§ Exercise instructions
Report all lines from the entries below in which "kept" appears.

(Collected data)
···
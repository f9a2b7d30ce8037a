//! Retry policy - how long to wait before each reconnection attempt

mod policy;

pub use policy::{Backoff, RetryPolicy, DEFAULT_RETRY_DELAY};
//! Lifecycle Integration Tests
//!
//! Each test runs a real `ReconnectingSocket` with the WebSocket transport
//! against a local mock server. No external services are needed.
//!
//! Run with: cargo test -p integration-tests --test lifecycle_tests

use std::time::Duration;

use integration_tests::{
    get_test_port, init_test_tracing, local_url, test_settings, wait_for_state, wait_until,
    EventLog, MockServer,
};
use resock_client::{ConnectionState, EventKind, ListenerTable, ReconnectingSocket, SocketError};

// ============================================================================
// Connect / Send
// ============================================================================

#[tokio::test]
async fn test_connects_and_echoes() {
    init_test_tracing();
    let server = MockServer::start().await.unwrap();
    let log = EventLog::new();

    let socket = ReconnectingSocket::new(test_settings(&server.url()), log.table()).unwrap();
    assert_eq!(socket.state(), ConnectionState::Connecting);

    wait_for_state(&socket, ConnectionState::Connected).await.unwrap();
    socket.send_text("hello").unwrap();

    wait_until("echo", || log.count("message:hello") == 1)
        .await
        .unwrap();
    assert_eq!(server.received(), vec!["hello"]);
    assert_eq!(log.entries(), vec!["open", "message:hello"]);
}

#[tokio::test]
async fn test_send_while_disconnected_errors() {
    init_test_tracing();
    let server = MockServer::start().await.unwrap();
    let socket = ReconnectingSocket::new(test_settings(&server.url()), ListenerTable::new()).unwrap();

    let err = socket.send_text("too early").unwrap_err();
    assert!(matches!(
        err,
        SocketError::SendWhileDisconnected {
            state: ConnectionState::Connecting
        }
    ));

    wait_for_state(&socket, ConnectionState::Connected).await.unwrap();
    socket.disconnect();

    let err = socket.send_text("too late").unwrap_err();
    assert!(err.is_state_error());

    tokio::time::sleep(Duration::from_millis(100)).await;
    assert!(server.received().is_empty());
}

#[tokio::test]
async fn test_offers_subprotocols() {
    init_test_tracing();
    let server = MockServer::start().await.unwrap();
    let settings = test_settings(&server.url()).protocols(["chat.v2", "chat.v1"]);

    let socket = ReconnectingSocket::new(settings, ListenerTable::new()).unwrap();
    wait_for_state(&socket, ConnectionState::Connected).await.unwrap();

    assert_eq!(server.offered_protocols(), vec!["chat.v2, chat.v1"]);
}

// ============================================================================
// Reconnection
// ============================================================================

#[tokio::test]
async fn test_cycles_through_closed_connection() {
    init_test_tracing();
    let server = MockServer::start().await.unwrap();
    let log = EventLog::new();
    let settings = test_settings(&server.url()).retry_delay_ms(300);

    let socket = ReconnectingSocket::new(settings, log.table()).unwrap();
    wait_for_state(&socket, ConnectionState::Connected).await.unwrap();

    server.kick_all();
    wait_for_state(&socket, ConnectionState::Closed).await.unwrap();
    assert_eq!(log.count("close:1001"), 1);

    wait_for_state(&socket, ConnectionState::Connected).await.unwrap();
    assert_eq!(server.connection_count(), 2);
    assert_eq!(log.entries(), vec!["open", "close:1001", "open"]);
}

#[tokio::test]
async fn test_retries_until_server_appears() {
    init_test_tracing();
    let port = get_test_port();
    let log = EventLog::new();

    let socket = ReconnectingSocket::new(test_settings(&local_url(port)), log.table()).unwrap();
    wait_until("two failed attempts", || log.count("error") >= 2)
        .await
        .unwrap();
    assert_ne!(socket.state(), ConnectionState::Connected);
    assert_eq!(log.count("open"), 0);

    let server = MockServer::start_on(port).await.unwrap();
    wait_for_state(&socket, ConnectionState::Connected).await.unwrap();

    // Listeners given at construction see the first successful open
    wait_until("configured open", || log.count("open") == 1)
        .await
        .unwrap();
    assert_eq!(server.connection_count(), 1);
    assert!(!socket.retries_exhausted());
}

#[tokio::test]
async fn test_retry_exhaustion_stays_closed() {
    init_test_tracing();
    let port = get_test_port();
    let log = EventLog::new();
    let settings = test_settings(&local_url(port))
        .retry_delay_ms(20)
        .retry_attempt_limit(2);

    let socket = ReconnectingSocket::new(settings, log.table()).unwrap();
    wait_until("retries exhausted", || socket.retries_exhausted())
        .await
        .unwrap();

    // Initial attempt plus two retries
    assert_eq!(log.count("error"), 3);
    assert_eq!(log.count("close"), 3);

    tokio::time::sleep(Duration::from_millis(200)).await;
    assert_eq!(socket.state(), ConnectionState::Closed);
    assert_eq!(log.count("error"), 3);

    // An explicit connect starts over
    let server = MockServer::start_on(port).await.unwrap();
    socket.connect();
    wait_for_state(&socket, ConnectionState::Connected).await.unwrap();
    assert!(!socket.retries_exhausted());
    assert_eq!(server.connection_count(), 1);
}

// ============================================================================
// Disconnect
// ============================================================================

#[tokio::test]
async fn test_cycles_through_disconnect() {
    init_test_tracing();
    let server = MockServer::start().await.unwrap();
    let log = EventLog::new();

    let socket = ReconnectingSocket::new(test_settings(&server.url()), log.table()).unwrap();
    wait_for_state(&socket, ConnectionState::Connected).await.unwrap();

    socket.disconnect();
    assert_eq!(socket.state(), ConnectionState::Disconnected);

    // The user-requested close still reaches close listeners
    wait_until("close event", || log.count("close") == 1)
        .await
        .unwrap();
    assert_eq!(log.entries(), vec!["open", "close:1000"]);

    tokio::time::sleep(Duration::from_millis(200)).await;
    assert_eq!(socket.state(), ConnectionState::Disconnected);
    assert_eq!(server.connection_count(), 1);

    socket.connect();
    assert_eq!(socket.state(), ConnectionState::Connecting);
    wait_for_state(&socket, ConnectionState::Connected).await.unwrap();
    assert_eq!(server.connection_count(), 2);
}

#[tokio::test]
async fn test_disconnect_while_closed_cancels_retry() {
    init_test_tracing();
    let server = MockServer::start().await.unwrap();
    let settings = test_settings(&server.url()).retry_delay_ms(300);

    let socket = ReconnectingSocket::new(settings, ListenerTable::new()).unwrap();
    wait_for_state(&socket, ConnectionState::Connected).await.unwrap();

    server.kick_all();
    wait_for_state(&socket, ConnectionState::Closed).await.unwrap();
    socket.disconnect();

    tokio::time::sleep(Duration::from_millis(500)).await;
    assert_eq!(socket.state(), ConnectionState::Disconnected);
    assert_eq!(server.connection_count(), 1);
}

#[tokio::test]
async fn test_drop_closes_connection() {
    init_test_tracing();
    let server = MockServer::start().await.unwrap();

    let socket = ReconnectingSocket::new(test_settings(&server.url()), ListenerTable::new()).unwrap();
    wait_for_state(&socket, ConnectionState::Connected).await.unwrap();
    drop(socket);

    wait_until("server side close", || server.finished_count() == 1)
        .await
        .unwrap();
    tokio::time::sleep(Duration::from_millis(200)).await;
    assert_eq!(server.connection_count(), 1);
}

// ============================================================================
// Listeners
// ============================================================================

#[tokio::test]
async fn test_configured_listeners_fire_on_open() {
    init_test_tracing();
    let server = MockServer::start().await.unwrap();
    let log = EventLog::new();
    let table = ListenerTable::new().on(EventKind::Open, log.named("configured"));

    let _socket = ReconnectingSocket::new(test_settings(&server.url()), table).unwrap();

    wait_until("open listener", || log.count("configured:open") == 1)
        .await
        .unwrap();
}

#[tokio::test]
async fn test_listener_order() {
    init_test_tracing();
    let server = MockServer::start().await.unwrap();
    let log = EventLog::new();
    let table = ListenerTable::new()
        .on(EventKind::Message, log.named("first"))
        .on(EventKind::Message, log.named("second"));

    let socket = ReconnectingSocket::builder(test_settings(&server.url()))
        .listeners(table)
        .on(EventKind::Message, log.named("third"))
        .build()
        .unwrap();
    socket.on(EventKind::Message, log.named("fourth"));

    wait_for_state(&socket, ConnectionState::Connected).await.unwrap();
    socket.send_text("ping").unwrap();

    wait_until("all listeners", || log.entries().len() == 4)
        .await
        .unwrap();
    assert_eq!(
        log.entries(),
        vec![
            "first:message",
            "second:message",
            "third:message",
            "fourth:message"
        ]
    );
}

#[tokio::test]
async fn test_removed_listener_is_not_called() {
    init_test_tracing();
    let server = MockServer::start().await.unwrap();
    let log = EventLog::new();
    let removed = log.named("removed");

    let socket = ReconnectingSocket::new(test_settings(&server.url()), ListenerTable::new()).unwrap();
    socket.on(EventKind::Message, removed.clone());
    socket.on(EventKind::Message, log.named("kept"));
    assert!(socket.off(EventKind::Message, &removed));
    assert!(!socket.off(EventKind::Message, &removed));

    wait_for_state(&socket, ConnectionState::Connected).await.unwrap();
    socket.send_text("ping").unwrap();

    wait_until("kept listener", || log.count("kept") == 1)
        .await
        .unwrap();
    assert_eq!(log.entries(), vec!["kept:message"]);
}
···
§ Result of this task
    socket.on(EventKind::Message, log.named("kept"));
    wait_until("kept listener", || log.count("kept") == 1)
    assert_eq!(log.entries(), vec!["kept:message"]);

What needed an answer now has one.